JIS News

A two-day conference of banana workers and trade unionists hailing from the Caribbean, got underway today at the Alhambra Inn Hotel in Kingston.The meeting, hosted by the International Union of Food Caribbean (IUF), will discuss the protection of the rights of workers within the sector and the trade agreements between developing and developed nations. Among the countries represented are Belize, Dominica, Grenada, St. Vincent and the Grenadines andSt. Lucia.
Agriculture Minister, Roger Clarke, in his remarks at today’s opening, noted that the local industry was faced with a number of challenges such as loss of export earnings due to last September’s hurricane, which caused significant damage to the sector and obliterated fields.
In addition, he pointed out that the sector had to deal with susceptibility to diseases such as moko and leaf spot and the strict requirements of the European Union regarding the export of the fruit.

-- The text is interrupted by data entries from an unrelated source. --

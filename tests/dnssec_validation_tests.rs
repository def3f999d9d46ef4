mod common;

use common::*;
use std::sync::Arc;

use sigwalk::dns::enums::DNSResourceType;
use sigwalk::dns::rdata::RData;
use sigwalk::dns::resource::DNSResource;
use sigwalk::dnssec::crypto::compute_ds;
use sigwalk::dnssec::{
    DigestType, DnsSecAlgorithm, DnsSecError, ResponseClassifier, RingVerifier, TrustAnchor,
    TrustChainValidator, TrustedZone, calculate_key_tag,
};

fn validator(world: &World) -> TrustChainValidator {
    TrustChainValidator::new(
        &world.anchor(),
        Arc::new(RingVerifier::at_time(NOW)),
        ResponseClassifier::default(),
    )
}

#[test]
fn test_dnssec_algorithm_conversion() {
    assert_eq!(DnsSecAlgorithm::from_u8(5), Some(DnsSecAlgorithm::RsaSha1));
    assert_eq!(
        DnsSecAlgorithm::from_u8(8),
        Some(DnsSecAlgorithm::RsaSha256)
    );
    assert_eq!(
        DnsSecAlgorithm::from_u8(13),
        Some(DnsSecAlgorithm::EcdsaP256Sha256)
    );
    assert_eq!(DnsSecAlgorithm::from_u8(15), Some(DnsSecAlgorithm::Ed25519));
    assert_eq!(DnsSecAlgorithm::from_u8(200), None);

    assert_eq!(DnsSecAlgorithm::RsaSha256.to_u8(), 8);
    assert_eq!(DnsSecAlgorithm::Ed25519.to_u8(), 15);
}

#[test]
fn test_dnssec_algorithm_support() {
    assert!(DnsSecAlgorithm::RsaSha256.is_supported());
    assert!(DnsSecAlgorithm::EcdsaP256Sha256.is_supported());
    assert!(DnsSecAlgorithm::EcdsaP384Sha384.is_supported());
    assert!(DnsSecAlgorithm::Ed25519.is_supported());

    assert!(!DnsSecAlgorithm::RsaMd5.is_supported());
    assert!(!DnsSecAlgorithm::DSA.is_supported());
    assert!(!DnsSecAlgorithm::EccGost.is_supported());
    assert!(!DnsSecAlgorithm::Ed448.is_supported());
}

#[test]
fn test_digest_type_conversion() {
    assert_eq!(DigestType::from_u8(1), Some(DigestType::Sha1));
    assert_eq!(DigestType::from_u8(2), Some(DigestType::Sha256));
    assert_eq!(DigestType::from_u8(4), Some(DigestType::Sha384));
    assert_eq!(DigestType::from_u8(10), None);

    assert_eq!(DigestType::Sha256.to_u8(), 2);
    assert_eq!(DigestType::Sha384.to_u8(), 4);
    assert!(!DigestType::Gost94.is_supported());
}

#[test]
fn test_root_anchor_key_tag_and_ds() {
    let anchor = TrustAnchor::default();
    let ksk = anchor.ksk();

    assert_eq!(
        calculate_key_tag(ksk.flags, ksk.protocol, ksk.algorithm, &ksk.public_key),
        20326
    );

    // Published in the IANA root-anchors.xml
    let ds = compute_ds(".", ksk, DigestType::Sha256).unwrap();
    assert_eq!(ds.key_tag, 20326);
    assert_eq!(ds.algorithm, 8);
    assert_eq!(
        hex::encode_upper(&ds.digest),
        "E06D44B80B8F1D39A95C0B0D7C65D08458E880409BBC683457104237C7F8EC8D"
    );
}

#[test]
fn test_root_keys_must_contain_anchor() {
    let world = World::new();
    let validator = validator(&world);

    assert!(validator.verify_root_keys([&world.root.ksk]).is_ok());
    assert_eq!(
        validator.verify_root_keys([&world.com.ksk]),
        Err(DnsSecError::PubKskMismatch)
    );
    assert_eq!(
        validator.verify_root_keys(std::iter::empty()),
        Err(DnsSecError::PubKskMismatch)
    );
}

#[test]
fn test_root_keys_require_ksk_flag() {
    let world = World::new();
    let validator = validator(&world);

    let mut zsk = world.root.ksk.clone();
    zsk.flags = 256;
    assert_eq!(
        validator.verify_root_keys([&zsk]),
        Err(DnsSecError::PubKskMismatch)
    );
}

#[test]
fn test_dnskey_self_consistency() {
    let world = World::new();
    let validator = validator(&world);

    let zone = validator
        .verify_dnskey_self_consistency(&world.com.dnskey_response())
        .unwrap();
    assert_eq!(zone.owner, "com.");
    assert_eq!(zone.keys, vec![world.com.ksk.clone()]);
}

#[test]
fn test_dnskey_without_rrsig_is_unsigned() {
    let world = World::new();
    let validator = validator(&world);

    let key = DNSResource::new("com.", 3600, RData::DNSKEY(world.com.ksk.clone()));
    let err = validator
        .verify_dnskey_self_consistency(&response(vec![key], vec![], vec![]))
        .unwrap_err();
    assert!(err.is_unsigned());
}

#[test]
fn test_dnskey_signed_by_foreign_key_fails() {
    let world = World::new();
    let validator = validator(&world);

    // com's key set signed by example.com's key
    let key = DNSResource::new("com.", 3600, RData::DNSKEY(world.com.ksk.clone()));
    let mut sig = world.example.sign(std::slice::from_ref(&key));
    if let Some(RData::RRSIG(rrsig)) = &mut sig.parsed_rdata {
        rrsig.signer_name = "com.".to_string();
    }
    let err = validator
        .verify_dnskey_self_consistency(&response(vec![key, sig], vec![], vec![]))
        .unwrap_err();
    assert!(matches!(err, DnsSecError::SignatureInvalid(_)));
}

#[test]
fn test_ds_verified_under_parent_keys() {
    let world = World::new();
    let validator = validator(&world);
    let root = TrustedZone::new(".", vec![world.root.ksk.clone()]);

    let to_com = referral(&world.root, &world.com, COM_IP);
    let ds = validator
        .verify_answer_or_ds(&to_com, &root, DNSResourceType::DS)
        .unwrap();
    assert_eq!(ds.owner(), "com.");
    assert_eq!(ds.len(), 1);

    // Signed by com itself rather than its parent
    let self_signed = referral(&world.com, &world.com, COM_IP);
    assert!(
        validator
            .verify_answer_or_ds(&self_signed, &root, DNSResourceType::DS)
            .is_err()
    );
}

#[test]
fn test_missing_ds_reported_as_no_ds() {
    let world = World::new();
    let validator = validator(&world);
    let root = TrustedZone::new(".", vec![world.root.ksk.clone()]);

    let err = validator
        .verify_answer_or_ds(
            &unsigned_referral("com.", COM_IP),
            &root,
            DNSResourceType::DS,
        )
        .unwrap_err();
    assert_eq!(err, DnsSecError::NoDs);
}

#[test]
fn test_final_answer_verified_under_zone_keys() {
    let world = World::new();
    let validator = validator(&world);
    let example = TrustedZone::new("example.com.", vec![world.example.ksk.clone()]);
    let com = TrustedZone::new("com.", vec![world.com.ksk.clone()]);

    let answer = signed_answer(&world.example, vec![a_record("www.example.com.", WWW_ADDR)]);
    let rrset = validator
        .verify_final_answer(&answer, &example, DNSResourceType::A)
        .unwrap();
    assert_eq!(rrset.owner(), "www.example.com.");

    assert!(
        validator
            .verify_final_answer(&answer, &com, DNSResourceType::A)
            .is_err()
    );
}

#[test]
fn test_delegation_binding() {
    let world = World::new();
    let validator = validator(&world);

    let to_com = referral(&world.root, &world.com, COM_IP);
    assert!(
        validator
            .verify_delegation_binding(&world.com.dnskey_response(), &to_com)
            .is_ok()
    );

    let impostor = SignedZone::new("com.");
    assert_eq!(
        validator.verify_delegation_binding(&impostor.dnskey_response(), &to_com),
        Err(DnsSecError::DsMismatch("com.".to_string()))
    );
}

#[test]
fn test_delegation_binding_checks_owner() {
    let world = World::new();
    let validator = validator(&world);

    let to_com = referral(&world.root, &world.com, COM_IP);
    assert!(matches!(
        validator.verify_delegation_binding(&world.example.dnskey_response(), &to_com),
        Err(DnsSecError::DsMismatch(_))
    ));
}

#[test]
fn test_delegation_binding_requires_ksk() {
    let world = World::new();
    let validator = validator(&world);

    let mut zsk = world.com.ksk.clone();
    zsk.flags = 256;
    let keys = response(
        vec![DNSResource::new("com.", 3600, RData::DNSKEY(zsk))],
        vec![],
        vec![],
    );
    let to_com = referral(&world.root, &world.com, COM_IP);
    assert_eq!(
        validator.verify_delegation_binding(&keys, &to_com),
        Err(DnsSecError::NoKsk("com.".to_string()))
    );
}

In spite of these obstacles, the Agriculture Minister said that the industry remained an important income generator for Jamaica, with average export earnings of US$26 million, with over 40,000 tonnes of the fruit being sent abroad.
Turning to labour environment, Minister Clarke indicated that the improvement of relations between trade unions and banana employers was an important ingredient in bettering the rights of workers.
He noted that Jamaican banana employees worked under better conditions than employees in most other countries that he had visited, but said that the marketplace still remained competitive.
In her address, Agricultural Coordinator of the IUF, Sue Longley, urged the government to move quickly to ratify the Convention Concerning Safety and Health in Agriculture. The Convention emerged from the International Labour Conference in Geneva, Switzerland in 2001.
She said the ratification of the Convention would result in a standardised, universal working environment for persons in the agricultural sector and ensure that their basic rights were preserved. She noted that the two-days of talks were, “to ensure that banana workers in the Caribbean have a stronger voice in negotiations.”
The meeting continues tomorrow (Jan. 20), with discussions focussed on gender and women issues; health and safety in the banana sector; and international banana work.